How OLAP systems work

To facilitate this kind of analysis, data is collected from multiple sources and stored in data warehouses, then cleansed and organized into data cubes. Each OLAP cube contains data categorized by dimensions (such as customers, geographic sales region and time period) derived by dimensional tables in the data warehouses. Dimensions are then populated by members (such as customer names, countries and months) that are organized hierarchically.

Analysts can then perform five types of OLAP analytical operations against these multidimensional databases:

  • Roll-up. Also known as consolidation, or drill-up, this operation summarizes the data along the dimension.
  • Drill-down. This allows analysts to navigate deeper among the dimensions of data.
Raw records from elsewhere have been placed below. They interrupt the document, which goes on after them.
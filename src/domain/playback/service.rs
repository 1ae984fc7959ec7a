use super::{PlaybackPosition, PositionRecord};
use crate::infrastructure::storage::{JsonFileStore, KeyValueStore};
use chrono::Utc;
use std::path::PathBuf;
use std::sync::Arc;

pub struct PlaybackPositionStore {
    store: Arc<dyn KeyValueStore<PositionRecord>>,
}

impl PlaybackPositionStore {
    pub fn new(store: Arc<dyn KeyValueStore<PositionRecord>>) -> Self {
        Self { store }
    }

    /// Positions persisted to a JSON file at `path`
    pub async fn open(path: impl Into<PathBuf>) -> Self {
        let store = JsonFileStore::<PositionRecord>::open(path).await;
        Self::new(Arc::new(store))
    }

    /// Record progress for `document_key`. Last write wins.
    pub async fn update(
        &self,
        document_key: &str,
        offset: usize,
        audio_ref: Option<String>,
    ) -> PlaybackPosition {
        let record = PositionRecord {
            offset,
            timestamp: Utc::now(),
            audio_ref,
        };

        if let Err(e) = self.store.set(document_key, record.clone()).await {
            tracing::warn!(
                document_key = %document_key,
                offset = offset,
                error = %e,
                "Failed to persist playback position"
            );
        }

        tracing::debug!(document_key = %document_key, offset = offset, "Playback position updated");

        PlaybackPosition::from_record(document_key, record)
    }

    /// Stored offset, 0 when the document was never played
    pub async fn get(&self, document_key: &str) -> usize {
        self.store
            .get(document_key)
            .await
            .map(|record| record.offset)
            .unwrap_or(0)
    }

    pub async fn position(&self, document_key: &str) -> Option<PlaybackPosition> {
        self.store
            .get(document_key)
            .await
            .map(|record| PlaybackPosition::from_record(document_key, record))
    }
}
use crate::infrastructure::rate_limit::RateLimitScope;
use serde::Deserialize;
use std::env;
use std::path::PathBuf;
use std::time::Duration;

#[derive(Debug, Clone)]
pub struct Config {
    pub host: String,
    pub port: u16,
    pub environment: Environment,
    pub log_format: LogFormat,
    // Cache
    pub tts_cache_enabled: bool,
    pub cache_dir: PathBuf,
    pub cache_retention_days: u64,
    pub cache_max_mb: u64,
    pub cache_hot_max_mb: u64,
    pub cache_eviction_interval_secs: u64,
    // Playback
    pub playback_state_path: PathBuf,
    // Synthesis
    pub max_chunk_chars: usize,
    pub max_text_chars: usize,
    pub silence_gap_ms: u64,
    pub concurrency: Option<usize>,
    pub retry_attempts: u32,
    pub retry_base_delay_ms: u64,
    pub rate_limit_scope: RateLimitScope,
    // Backends
    pub aws_region: String,
    pub polly_enabled: bool,
    pub openai_api_key: Option<String>,
    pub openai_tts_model: String,
    pub openai_tts_voice: Option<String>,
    pub google_tts_enabled: bool,
    pub edge_tts_enabled: bool,
    /// Overrides the per-language Edge voice when set
    pub edge_tts_voice: Option<String>,
    pub espeak_binary: String,
    /// Re-detect backends this often; 0 disables
    pub backend_redetect_interval_secs: u64,
}

#[derive(Debug, Clone, Deserialize, PartialEq)]
#[serde(rename_all = "lowercase")]
pub enum Environment {
    Development,
    Production,
}

#[derive(Debug, Clone, Deserialize, PartialEq)]
#[serde(rename_all = "lowercase")]
pub enum LogFormat {
    Pretty,
    Json,
}

impl Default for Config {
    fn default() -> Self {
        Self {
            host: "0.0.0.0".to_string(),
            port: 8080,
            environment: Environment::Development,
            log_format: LogFormat::Pretty,
            tts_cache_enabled: true,
            cache_dir: PathBuf::from(".cache/audio"),
            cache_retention_days: 7,
            cache_max_mb: 500,
            cache_hot_max_mb: 32,
            cache_eviction_interval_secs: 3600,
            playback_state_path: PathBuf::from("data/playback_positions.json"),
            max_chunk_chars: 1000,
            max_text_chars: 100_000,
            silence_gap_ms: 150,
            concurrency: None,
            retry_attempts: 3,
            retry_base_delay_ms: 1000,
            rate_limit_scope: RateLimitScope::PerBackend,
            aws_region: "eu-west-1".to_string(),
            polly_enabled: true,
            openai_api_key: None,
            openai_tts_model: "tts-1".to_string(),
            openai_tts_voice: None,
            google_tts_enabled: true,
            edge_tts_enabled: true,
            edge_tts_voice: None,
            espeak_binary: "espeak-ng".to_string(),
            backend_redetect_interval_secs: 300,
        }
    }
}

impl Config {
    pub fn from_env() -> Result<Self, Box<dyn std::error::Error>> {
        dotenvy::dotenv().ok();

        let defaults = Config::default();

        let config = Config {
            host: env::var("HOST").unwrap_or(defaults.host),
            port: env::var("PORT")
                .unwrap_or_else(|_| "8080".to_string())
                .parse()?,
            environment: env::var("ENVIRONMENT")
                .unwrap_or_else(|_| "development".to_string())
                .parse::<String>()
                .map(|s| match s.as_str() {
                    "production" => Environment::Production,
                    _ => Environment::Development,
                })?,
            log_format: env::var("LOG_FORMAT")
                .unwrap_or_else(|_| "pretty".to_string())
                .parse::<String>()
                .map(|s| match s.as_str() {
                    "json" => LogFormat::Json,
                    _ => LogFormat::Pretty,
                })?,
            tts_cache_enabled: parse_flag("TTS_CACHE_ENABLED", defaults.tts_cache_enabled),
            cache_dir: env::var("CACHE_DIR")
                .map(PathBuf::from)
                .unwrap_or(defaults.cache_dir),
            cache_retention_days: parse_or("CACHE_RETENTION_DAYS", defaults.cache_retention_days)?,
            cache_max_mb: parse_or("CACHE_MAX_MB", defaults.cache_max_mb)?,
            cache_hot_max_mb: parse_or("CACHE_HOT_MAX_MB", defaults.cache_hot_max_mb)?,
            cache_eviction_interval_secs: parse_or(
                "CACHE_EVICTION_INTERVAL_SECS",
                defaults.cache_eviction_interval_secs,
            )?,
            playback_state_path: env::var("PLAYBACK_STATE_PATH")
                .map(PathBuf::from)
                .unwrap_or(defaults.playback_state_path),
            max_chunk_chars: parse_or("TTS_MAX_CHUNK_CHARS", defaults.max_chunk_chars)?,
            max_text_chars: parse_or("TTS_MAX_TEXT_CHARS", defaults.max_text_chars)?,
            silence_gap_ms: parse_or("TTS_SILENCE_GAP_MS", defaults.silence_gap_ms)?,
            concurrency: match non_empty_var("TTS_CONCURRENCY") {
                Some(value) => Some(value.parse()?),
                None => None,
            },
            retry_attempts: parse_or("TTS_RETRY_ATTEMPTS", defaults.retry_attempts)?,
            retry_base_delay_ms: parse_or("TTS_RETRY_BASE_DELAY_MS", defaults.retry_base_delay_ms)?,
            rate_limit_scope: env::var("RATE_LIMIT_SCOPE")
                .unwrap_or_else(|_| "backend".to_string())
                .parse::<RateLimitScope>()?,
            aws_region: env::var("AWS_REGION").unwrap_or(defaults.aws_region),
            polly_enabled: parse_flag("POLLY_ENABLED", defaults.polly_enabled),
            openai_api_key: non_empty_var("OPENAI_API_KEY"),
            openai_tts_model: env::var("OPENAI_TTS_MODEL").unwrap_or(defaults.openai_tts_model),
            openai_tts_voice: non_empty_var("OPENAI_TTS_VOICE"),
            google_tts_enabled: parse_flag("GOOGLE_TTS_ENABLED", defaults.google_tts_enabled),
            edge_tts_enabled: parse_flag("EDGE_TTS_ENABLED", defaults.edge_tts_enabled),
            edge_tts_voice: non_empty_var("EDGE_TTS_VOICE"),
            espeak_binary: env::var("ESPEAK_BINARY").unwrap_or(defaults.espeak_binary),
            backend_redetect_interval_secs: parse_or(
                "BACKEND_REDETECT_INTERVAL_SECS",
                defaults.backend_redetect_interval_secs,
            )?,
        };

        Ok(config)
    }

    pub fn is_development(&self) -> bool {
        self.environment == Environment::Development
    }

    pub fn cache_retention(&self) -> Duration {
        Duration::from_secs(self.cache_retention_days * 24 * 60 * 60)
    }

    pub fn cache_max_bytes(&self) -> u64 {
        self.cache_max_mb * 1024 * 1024
    }

    pub fn cache_hot_max_bytes(&self) -> u64 {
        self.cache_hot_max_mb * 1024 * 1024
    }

    pub fn silence_gap(&self) -> Duration {
        Duration::from_millis(self.silence_gap_ms)
    }

    pub fn backend_redetect_interval(&self) -> Option<Duration> {
        (self.backend_redetect_interval_secs > 0)
            .then(|| Duration::from_secs(self.backend_redetect_interval_secs))
    }
}

fn non_empty_var(key: &str) -> Option<String> {
    env::var(key).ok().filter(|value| !value.trim().is_empty())
}

fn parse_flag(key: &str, default: bool) -> bool {
    env::var(key)
        .map(|s| s.trim().to_lowercase() == "true")
        .unwrap_or(default)
}

fn parse_or<T>(key: &str, default: T) -> Result<T, Box<dyn std::error::Error>>
where
    T: std::str::FromStr,
    T::Err: std::error::Error + 'static,
{
    match non_empty_var(key) {
        Some(value) => value
            .trim()
            .parse()
            .map_err(|e| format!("invalid {}: {}", key, e).into()),
        None => Ok(default),
    }
}
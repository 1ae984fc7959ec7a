// End-to-end tests for the ReadAloud HTTP API
//
// Every test starts the full router on 127.0.0.1:0 with stub speech backends,
// a temporary cache directory and a temporary playback state file, so tests
// are isolated and run in parallel.

mod helpers;
mod test_cache;
mod test_playback;
mod test_tts;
For example, drilling down from “time period” to “years” and “months” to chart sales growth for a product.
  • Slice. This enables an analyst to take one level of information for display, such as “sales in 2017.”
  • Dice. This allows an analyst to select data from multiple dimensions to analyze, such as “sales of blue beach balls in Iowa in 2017.”
  • Pivot. Analysts can gain a new view of data by rotating the data axes of the cube.

OLAP software locates the intersection of dimensions, such as all products sold in the Eastern region above a certain price during a certain time period, and displays them. The result is the measure; each OLAP cube has at least one to perhaps hundreds of measures, which derive from information stored in fact tables in the data warehouse.

OLAP vs. OLTP

Online transaction processing, or OLTP, refers to data-processing methods and software focused on transaction-oriented data and applications.

The main difference between OLAP and OLTP is in the name: OLAP is analytical in nature, and OLTP is transactional.

OLAP tools are designed for multidimensional analysis of data in a data warehouse, which contains both transactional and historical data. In fact, an OLAP server is typically the middle, analytical tier of a data warehousing solution. Common uses of OLAP include data mining and other business intelligence applications, complex analytical calculations, and predictive scenarios, as well as business reporting functions like financial analysis, budgeting, and forecast planning.

OLTP is designed to support transaction-oriented applications by processing recent transactions as quickly and accurately as possible. Common uses of OLTP include ATMs, e-commerce software, credit card payment processing, online bookings, reservation systems, and record-keeping tools.


In practice OLAP and OLTP are not viewed as binary categories, but more like a spectrum. Most real systems usually focus on one of them but provide some solutions or workarounds if the opposite kind of workload is also desired. This situation often forces businesses to operate multiple storage systems that are integrated. This might not be such a big deal, but having more systems increases maintenance costs, and as such the trend in recent years is towards HTAP (Hybrid Transactional/Analytical Processing) when both kinds of workload are handled equally well by a single database management system.

Even if a DBMS started out as a pure OLAP or pure OLTP, it is forced to move in the HTAP direction to keep up with the competition. ClickHouse is no exception. Initially, it has been designed as a fast-as-possible OLAP system and it still does not have full-fledged transaction support, but some features like consistent read/writes and mutations for updating/deleting data have been added.

The fundamental trade-off between OLAP and OLTP systems remains:

  • To build analytical reports efficiently it’s crucial to be able to read columns separately, thus most OLAP databases are columnar,
  • While storing columns separately increases costs of operations on rows, like append or in-place modification, proportionally to the number of columns (which can be huge if the systems try to collect all details of an event just in case). Thus, most OLTP systems store data arranged by rows.